Collected data entries:

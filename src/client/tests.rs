use std::time::Duration;

use tokio::sync::mpsc;

use super::membership::Memberships;
use super::reconciler::Reconciler;
use super::transport::{ConnectionState, RetryPolicy, SocketManager, retry_delay};
use crate::model::{Comment, OwnReaction, ReactionAction, ReactionCounters};
use crate::transport::message::ServerEvent;

fn comment(id: &str, author: &str, parent: Option<&str>) -> Comment {
    Comment {
        id: id.to_string(),
        author_id: author.to_string(),
        author_name: author.to_string(),
        body: "hello".to_string(),
        parent_id: parent.map(str::to_string),
        created_at_ms: 0,
        counters: ReactionCounters::default(),
    }
}

fn reaction(
    entity: &str,
    subject: &str,
    action: ReactionAction,
    likes: u32,
    dislikes: u32,
    own: Option<OwnReaction>,
) -> ServerEvent {
    ServerEvent::ReactionChanged {
        entity_id: entity.to_string(),
        subject_id: subject.to_string(),
        action,
        counters: ReactionCounters { likes, dislikes },
        own_reaction: own,
    }
}

// -- reconciler --

#[test]
fn own_status_survives_counters_only_merge() {
    let mut rec = Reconciler::new("alice");
    rec.seed_reaction("c1", ReactionCounters { likes: 3, dislikes: 1 });
    rec.set_own_reaction("c1", Some(OwnReaction::Liked));

    // Someone else liked; the broadcast carries no own-state.
    rec.apply(reaction("c1", "bob", ReactionAction::Added, 4, 1, None));

    let entry = rec.reaction("c1").unwrap();
    assert_eq!(entry.counters, ReactionCounters { likes: 4, dislikes: 1 });
    assert_eq!(entry.own, Some(OwnReaction::Liked));
}

#[test]
fn explicit_own_state_is_taken() {
    let mut rec = Reconciler::new("alice");
    rec.apply(reaction(
        "c1",
        "alice",
        ReactionAction::Switched,
        2,
        5,
        Some(OwnReaction::Disliked),
    ));
    assert_eq!(rec.reaction("c1").unwrap().own, Some(OwnReaction::Disliked));
}

#[test]
fn own_removal_clears_own_state() {
    let mut rec = Reconciler::new("alice");
    rec.set_own_reaction("c1", Some(OwnReaction::Liked));

    rec.apply(reaction("c1", "alice", ReactionAction::Removed, 2, 1, None));
    assert_eq!(rec.reaction("c1").unwrap().own, None);
}

#[test]
fn someone_elses_removal_keeps_own_state() {
    let mut rec = Reconciler::new("alice");
    rec.set_own_reaction("c1", Some(OwnReaction::Liked));

    rec.apply(reaction("c1", "bob", ReactionAction::Removed, 2, 1, None));
    assert_eq!(rec.reaction("c1").unwrap().own, Some(OwnReaction::Liked));
}

#[test]
fn duplicate_creation_is_idempotent() {
    let mut rec = Reconciler::new("alice");
    rec.apply(ServerEvent::CommentCreated {
        comment: comment("c1", "bob", None),
    });
    rec.apply(ServerEvent::CommentCreated {
        comment: comment("c1", "bob", None),
    });
    assert_eq!(rec.comments().len(), 1);

    rec.apply(ServerEvent::ReplyCreated {
        reply: comment("r1", "carol", Some("c1")),
        parent_id: "c1".to_string(),
    });
    rec.apply(ServerEvent::ReplyCreated {
        reply: comment("r1", "carol", Some("c1")),
        parent_id: "c1".to_string(),
    });
    assert_eq!(rec.replies_of("c1").len(), 1);
}

#[test]
fn update_replaces_but_never_inserts() {
    let mut rec = Reconciler::new("alice");
    rec.seed_comments(vec![comment("c1", "bob", None)]);

    let mut edited = comment("c1", "bob", None);
    edited.body = "edited".to_string();
    rec.apply(ServerEvent::CommentUpdated { comment: edited });
    assert_eq!(rec.comments()[0].body, "edited");

    // An update for an entity we do not hold is dropped, not inserted.
    rec.apply(ServerEvent::CommentUpdated {
        comment: comment("ghost", "bob", None),
    });
    assert_eq!(rec.comments().len(), 1);
}

#[test]
fn delete_propagates_across_collections() {
    let mut rec = Reconciler::new("alice");
    // "x" is cached both as a top-level comment and under a reply list.
    rec.seed_comments(vec![comment("x", "bob", None), comment("c2", "bob", None)]);
    rec.seed_replies("c2", vec![comment("x", "bob", Some("c2"))]);
    rec.seed_reaction("x", ReactionCounters { likes: 1, dislikes: 0 });

    rec.apply(ServerEvent::CommentDeleted {
        entity_id: "x".to_string(),
        parent_id: None,
    });

    assert!(rec.comments().iter().all(|c| c.id != "x"));
    assert!(rec.replies_of("c2").is_empty());
    assert!(rec.reaction("x").is_none());
}

#[test]
fn typing_set_tracks_start_and_stop_and_hides_self() {
    let mut rec = Reconciler::new("alice");
    for (subject, typing) in [("bob", true), ("alice", true), ("carol", true)] {
        rec.apply(ServerEvent::Typing {
            entity_id: "c1".to_string(),
            subject_id: subject.to_string(),
            typing,
        });
    }
    assert_eq!(rec.typing_for("c1"), vec!["bob", "carol"]);

    rec.apply(ServerEvent::Typing {
        entity_id: "c1".to_string(),
        subject_id: "bob".to_string(),
        typing: false,
    });
    assert_eq!(rec.typing_for("c1"), vec!["carol"]);
}

#[test]
fn malformed_frames_are_dropped_quietly() {
    let mut rec = Reconciler::new("alice");
    rec.seed_comments(vec![comment("c1", "bob", None)]);

    rec.apply_json("{ not json");
    rec.apply_json("{\"type\": \"mystery_event\", \"entity_id\": \"c1\"}");
    rec.apply_json("{\"type\": \"comment_deleted\"}");

    assert_eq!(rec.comments().len(), 1);
}

#[test]
fn reaction_merge_refreshes_embedded_counters() {
    let mut rec = Reconciler::new("alice");
    rec.seed_comments(vec![comment("c1", "bob", None)]);
    rec.seed_replies("c1", vec![comment("r1", "carol", Some("c1"))]);

    rec.apply(reaction("r1", "bob", ReactionAction::Added, 7, 0, None));
    assert_eq!(rec.replies_of("c1")[0].counters.likes, 7);
}

// -- backoff schedule --

#[test]
fn retry_delay_doubles_and_caps() {
    let policy = RetryPolicy {
        base: Duration::from_millis(100),
        cap: Duration::from_millis(800),
        max_attempts: 10,
    };
    assert_eq!(retry_delay(&policy, 1), Duration::from_millis(100));
    assert_eq!(retry_delay(&policy, 2), Duration::from_millis(200));
    assert_eq!(retry_delay(&policy, 3), Duration::from_millis(400));
    assert_eq!(retry_delay(&policy, 4), Duration::from_millis(800));
    assert_eq!(retry_delay(&policy, 5), Duration::from_millis(800));
    assert_eq!(retry_delay(&policy, 32), Duration::from_millis(800));
}

// -- socket manager --

fn manager(token: Option<&str>, policy: RetryPolicy) -> SocketManager {
    let port = portpicker::pick_unused_port().expect("No free ports");
    let (events, _rx) = mpsc::unbounded_channel();
    // Nothing listens on the picked port, so every dial fails.
    SocketManager::new(
        format!("ws://127.0.0.1:{port}"),
        token.map(str::to_string),
        policy,
        events,
    )
}

#[tokio::test]
async fn connect_without_credential_fails_without_dialing() {
    let mgr = manager(None, RetryPolicy::default());
    assert!(mgr.connect().is_err());
    assert_eq!(mgr.state(), ConnectionState::Failed);
}

#[tokio::test]
async fn retry_budget_exhaustion_lands_in_failed() {
    let mgr = manager(
        Some("token"),
        RetryPolicy {
            base: Duration::from_millis(10),
            cap: Duration::from_millis(40),
            max_attempts: 3,
        },
    );
    mgr.connect().unwrap();

    tokio::time::sleep(Duration::from_millis(500)).await;
    assert_eq!(mgr.state(), ConnectionState::Failed);
}

#[tokio::test]
async fn disconnect_cancels_pending_retry() {
    let mgr = manager(
        Some("token"),
        RetryPolicy {
            base: Duration::from_millis(200),
            cap: Duration::from_millis(200),
            max_attempts: 10,
        },
    );
    mgr.connect().unwrap();

    // Let the first dial fail and a retry timer get scheduled.
    tokio::time::sleep(Duration::from_millis(50)).await;
    mgr.disconnect();

    // Well past the scheduled delay: nothing may have fired.
    tokio::time::sleep(Duration::from_millis(600)).await;
    assert_eq!(mgr.state(), ConnectionState::Disconnected);
    assert_eq!(mgr.attempts(), 0);
}

#[tokio::test]
async fn disconnect_is_idempotent() {
    let mgr = manager(Some("token"), RetryPolicy::default());
    mgr.disconnect();
    mgr.disconnect();
    assert_eq!(mgr.state(), ConnectionState::Disconnected);
}

#[tokio::test]
async fn manual_reconnect_resets_the_attempt_counter() {
    let mgr = manager(
        Some("token"),
        RetryPolicy {
            base: Duration::from_millis(10),
            cap: Duration::from_millis(20),
            max_attempts: 2,
        },
    );
    mgr.connect().unwrap();
    tokio::time::sleep(Duration::from_millis(300)).await;
    assert_eq!(mgr.state(), ConnectionState::Failed);

    mgr.reconnect().unwrap();
    assert_eq!(mgr.attempts(), 0);
    assert_ne!(mgr.state(), ConnectionState::Failed);

    mgr.disconnect();
}

// -- membership tracking --

fn memberships() -> Memberships {
    let socket = manager(Some("token"), RetryPolicy::default());
    Memberships::new(
        socket,
        Duration::from_millis(50),
        Duration::from_millis(200),
    )
}

#[tokio::test]
async fn join_is_deduplicated_and_leave_forgets() {
    let m = memberships();
    m.join("c1");
    m.join("c1");
    assert!(m.is_joined("c1"));

    m.leave("c1");
    assert!(!m.is_joined("c1"));
    m.leave("c1");
}

#[tokio::test]
async fn joined_set_survives_for_rejoin() {
    let m = memberships();
    m.join("c1");
    m.join("c2");
    // No transport connected; the set is untouched by connection state.
    m.rejoin_all();
    assert!(m.is_joined("c1"));
    assert!(m.is_joined("c2"));
}

#[tokio::test]
async fn typing_start_is_debounced_and_idles_out() {
    let m = memberships();
    m.keystroke("c1");
    assert!(!m.is_typing("c1"));

    tokio::time::sleep(Duration::from_millis(100)).await;
    assert!(m.is_typing("c1"));

    // No further keystrokes: the idle timer emits the stop.
    tokio::time::sleep(Duration::from_millis(300)).await;
    assert!(!m.is_typing("c1"));
}

#[tokio::test]
async fn keystrokes_extend_the_idle_deadline() {
    let m = memberships();
    m.keystroke("c1");
    tokio::time::sleep(Duration::from_millis(100)).await;
    assert!(m.is_typing("c1"));

    for _ in 0..3 {
        tokio::time::sleep(Duration::from_millis(120)).await;
        m.keystroke("c1");
    }
    // Each keystroke pushed the 200ms idle stop out.
    assert!(m.is_typing("c1"));

    tokio::time::sleep(Duration::from_millis(300)).await;
    assert!(!m.is_typing("c1"));
}

#[tokio::test]
async fn stop_before_debounce_cancels_the_start() {
    let m = memberships();
    m.keystroke("c1");
    m.stop_typing("c1");

    tokio::time::sleep(Duration::from_millis(120)).await;
    assert!(!m.is_typing("c1"));
}

#[tokio::test]
async fn teardown_cancels_all_timers() {
    let m = memberships();
    m.keystroke("c1");
    m.keystroke("c2");
    tokio::time::sleep(Duration::from_millis(100)).await;
    assert!(m.is_typing("c1"));

    m.teardown();
    assert!(!m.is_typing("c1"));
    assert!(!m.is_typing("c2"));

    tokio::time::sleep(Duration::from_millis(200)).await;
    assert!(!m.is_typing("c1"));
}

= ASSIGNMENT =
Copy each line from the records above that includes the string "transport".

= EXERCISE RESPONSE =
use super::transport::{ConnectionState, RetryPolicy, SocketManager, retry_delay};
use crate::transport::message::ServerEvent;
    // No transport connected; the set is untouched by connection state.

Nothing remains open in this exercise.